Proteolytic processing of the X-linked inhibitor of apoptosis protein during Fas-mediated apoptosis.

Abstract

Apoptosis is a natural cellular function which is tightly controlled along its multiple pathways by positive and negative regulator proteins. Among the negative regulators are the gene family called the IAPs (inhibitor of apoptosis proteins) which were initially identified in baculoviruses. To date, five vertebrate members of this family have been identified (NAIP, HIAP1, HIAP2, XIAP and survivin). The X-linked inhibitor of apoptosis protein (XIAP), is proteolytically processed during the course of apoptosis in Jurkat lymphoma cells when triggered with anti-Fas monoclonal antibodies and cycloheximide (CHX). Native 55 kDa XIAP undergoes proteolytic processing producing a single 30 kDa fragment containing the carboxy terminus of the protein. In vitro cell-free studies, the type I calpain isoform is capable of cleaving XIAP. Calpains are calcium-dependent cysteine proteases, which are activated during apoptosis.
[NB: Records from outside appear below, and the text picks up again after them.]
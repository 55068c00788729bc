// Copyright (c) 2025 Geoffrey Huntley <ghuntley@ghuntley.com>. All rights reserved.
// SPDX-License-Identifier: Proprietary

//! Run schedule settings.

use serde::Deserialize;

pub const DEFAULT_JOB_ID: &str = "directory-hygiene-audit";
const DEFAULT_INTERVAL_HOURS: i64 = 24;

#[derive(Debug, Clone)]
pub struct ScheduleConfig {
	/// Key of the run-state row in `automation_control`.
	pub job_id: String,
	/// Interval written when the run-state row is first seeded.
	pub default_interval_hours: i64,
}

impl Default for ScheduleConfig {
	fn default() -> Self {
		Self {
			job_id: DEFAULT_JOB_ID.to_string(),
			default_interval_hours: DEFAULT_INTERVAL_HOURS,
		}
	}
}

#[derive(Debug, Clone, Default, Deserialize)]
pub struct ScheduleConfigLayer {
	#[serde(default)]
	pub job_id: Option<String>,
	#[serde(default)]
	pub default_interval_hours: Option<i64>,
}

impl ScheduleConfigLayer {
	pub fn merge(&mut self, other: ScheduleConfigLayer) {
		if other.job_id.is_some() {
			self.job_id = other.job_id;
		}
		if other.default_interval_hours.is_some() {
			self.default_interval_hours = other.default_interval_hours;
		}
	}

	pub fn finalize(self) -> ScheduleConfig {
		ScheduleConfig {
			job_id: self.job_id.unwrap_or_else(|| DEFAULT_JOB_ID.to_string()),
			default_interval_hours: self
				.default_interval_hours
				.unwrap_or(DEFAULT_INTERVAL_HOURS),
		}
	}
}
Calpain and 26S proteasome specific inhibitors are ineffective in blocking both XIAP cleavage and cell death in Fas/CHX-stimulated Jurkat cells when used individually. However, when used together these two classes were able to block death, but not XIAP cleavage. Caspase specific inhibitors block both cell death and XIAP cleavage. In this study, I have shown that XIAP cleavage is likely induced by a member of the caspase family and that the event occurs upstream of calpain and 26S proteasome activation during the apoptotic cascade. The proteolysis of XIAP during Fas/CHX mediated apoptosis may represent an important step in the propagation of the apoptotic cascade.